Roast the potatoes for 15 minutes initially. While they roast, prepare the asparagus by trimming the woody ends.
Remove the baking sheet from the oven, push potatoes to one side, and add the asparagus. Return to the oven for another 10-12 minutes until vegetables are tender and slightly browned.
While vegetables finish roasting, whisk together extra virgin olive oil, orange juice, lemon juice, honey, and Dijon mustard in a small bowl or jar until emulsified. Season with salt and pepper to taste.
Pat salmon fillets dry and season generously with salt. Heat 10ml olive oil in a skillet over medium-high heat. Sear salmon (skin-side down first if applicable) for 3-4 minutes per side until golden and cooked to your preference (aim for 52°C/125°F internal for medium).
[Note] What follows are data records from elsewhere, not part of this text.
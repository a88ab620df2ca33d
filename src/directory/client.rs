//! Failover radio-directory client.
//!
//! The directory mirrors are independently operated and individually
//! unreliable; a flaky mirror must never surface as a visible failure while
//! healthy ones exist. Every logical request shuffles the full pool into a
//! fresh attempt queue and walks it with a fixed backoff until one endpoint
//! answers. Read operations never propagate a raw error to callers: when the
//! whole pool is down they report once and return an empty collection.

use std::sync::Arc;
use std::time::Duration;

use rand::seq::SliceRandom;
use serde::de::DeserializeOwned;
use tracing::{debug, warn};

use crate::report::ErrorReporter;

use super::error::DirectoryError;
use super::models::{Country, SearchParams, Station, Tag};
use super::transport::DirectoryTransport;

/// The public radio-browser mirror pool.
pub const DEFAULT_MIRRORS: &[&str] = &[
    "https://de1.api.radio-browser.info",
    "https://de2.api.radio-browser.info",
    "https://nl1.api.radio-browser.info",
    "https://fi1.api.radio-browser.info",
    "https://at1.api.radio-browser.info",
    "https://fr1.api.radio-browser.info",
    "https://us1.api.radio-browser.info",
    "https://uk1.api.radio-browser.info",
];

/// Fixed wait between two endpoint attempts.
pub const MIRROR_RETRY_DELAY: Duration = Duration::from_millis(1000);

/// Tags below this station count are noise and are dropped from listings.
const TAG_MIN_STATION_COUNT: u32 = 10;

/// Maximum number of tags returned by [`RadioDirectoryClient::list_tags`].
const TAG_LIST_CAP: usize = 100;

/// Radio-directory query client with mirror failover.
pub struct RadioDirectoryClient {
    transport: Arc<dyn DirectoryTransport>,
    reporter: Arc<dyn ErrorReporter>,
    mirrors: Vec<String>,
    retry_delay: Duration,
}

impl RadioDirectoryClient {
    /// Creates a client over the default mirror pool.
    #[must_use]
    pub fn new(transport: Arc<dyn DirectoryTransport>, reporter: Arc<dyn ErrorReporter>) -> Self {
        Self::with_mirrors(
            transport,
            reporter,
            DEFAULT_MIRRORS.iter().map(|m| (*m).to_string()).collect(),
        )
    }

    /// Creates a client over a custom mirror pool.
    #[must_use]
    pub fn with_mirrors(
        transport: Arc<dyn DirectoryTransport>,
        reporter: Arc<dyn ErrorReporter>,
        mirrors: Vec<String>,
    ) -> Self {
        Self {
            transport,
            reporter,
            mirrors,
            retry_delay: MIRROR_RETRY_DELAY,
        }
    }

    /// Overrides the inter-attempt delay (tests).
    #[must_use]
    pub fn with_retry_delay(mut self, delay: Duration) -> Self {
        self.retry_delay = delay;
        self
    }

    /// Searches stations. Returns an empty list when every mirror fails.
    pub async fn search(&self, params: &SearchParams) -> Vec<Station> {
        self.request("/json/stations/search", &params.to_query())
            .await
    }

    /// Lists countries, zero-count entries excluded, sorted descending by
    /// station count.
    pub async fn list_countries(&self) -> Vec<Country> {
        let mut countries: Vec<Country> = self.request("/json/countries", &[]).await;
        countries.retain(|c| c.stationcount > 0);
        countries.sort_by(|a, b| b.stationcount.cmp(&a.stationcount));
        countries
    }

    /// Lists tags with more than 10 stations, sorted descending by station
    /// count, capped to the top 100.
    pub async fn list_tags(&self) -> Vec<Tag> {
        let mut tags: Vec<Tag> = self.request("/json/tags", &[]).await;
        tags.retain(|t| t.stationcount > TAG_MIN_STATION_COUNT);
        tags.sort_by(|a, b| b.stationcount.cmp(&a.stationcount));
        tags.truncate(TAG_LIST_CAP);
        tags
    }

    /// Walks a freshly shuffled attempt queue until one endpoint yields a
    /// decodable body. All endpoints failing is reported once, aggregated.
    async fn request<T: DeserializeOwned>(
        &self,
        path: &str,
        query: &[(String, String)],
    ) -> Vec<T> {
        let mut queue = self.mirrors.clone();
        queue.shuffle(&mut rand::rng());

        let mut failures: Vec<String> = Vec::new();

        for base in &queue {
            if !failures.is_empty() {
                tokio::time::sleep(self.retry_delay).await;
            }

            let url = format!("{base}{path}");
            match self.transport.get_json(&url, query).await {
                Ok(body) => match serde_json::from_str::<Vec<T>>(&body) {
                    Ok(items) => {
                        debug!(endpoint = base.as_str(), path, "Directory request ok");
                        return items;
                    }
                    Err(e) => {
                        warn!(endpoint = base.as_str(), "Undecodable directory response");
                        failures.push(format!("{base}: {}", DirectoryError::Decode(e.to_string())));
                    }
                },
                Err(e) => {
                    warn!(endpoint = base.as_str(), error = %e, "Directory endpoint failed");
                    failures.push(format!("{base}: {e}"));
                }
            }
        }

        self.reporter.report(
            "radio-directory",
            &DirectoryError::AllMirrorsFailed {
                attempts: queue.len(),
                detail: failures.join("; "),
            },
        );
        Vec::new()
    }
}

// ============================================================================
// Tests
// ============================================================================
//! Alarm scheduling.
//!
//! This module contains the alarm-evaluation core:
//! - `decision`: pure "should this alarm fire now" function with explicit
//!   tolerance windows
//! - `engine`: the polling scheduler, active-alarm exclusivity, and
//!   snooze/dismiss operations
//! - `notify`: best-effort firing notification collaborator

mod decision;
mod engine;
mod notify;

pub use decision::{
    evaluate, weekday_number, FireDecision, FIRE_TOLERANCE_SECS, SNOOZE_TOLERANCE_SECS,
};
pub use engine::{
    AlarmOutcome, AlarmScheduler, SchedulerEvent, DEFAULT_TICK_INTERVAL,
};
pub use notify::{AlarmNotifier, LogNotifier, MockNotifier};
Arrange a bed of mixed greens on plates. Top with the warm roasted potatoes, asparagus, and avocado slices.
Place the warm salmon fillet on top of the salad. Drizzle generously with the citrus dressing and serve immediately.
Chef's Notes
- Pat the salmon very dry with paper towels before searing to ensure a crispy crust rather than steaming the fish.
- If using skin-on salmon, sear about 80% of the time on the skin side to get it crispy, then flip just to finish.
- The contrast between the warm fish/vegetables and the cool, crisp greens is key to this dish; do not assemble until just before eating.
- For extra crunch, garnish with toasted sliced almonds or pine nuts.
Storage
Refrigerator: 2 days — Store dressing separately from greens to prevent wilting. Salmon and roasted vegetables keep well.
Reheating: Gently reheat salmon and roasted vegetables in a pan or microwave before assembling with cold greens.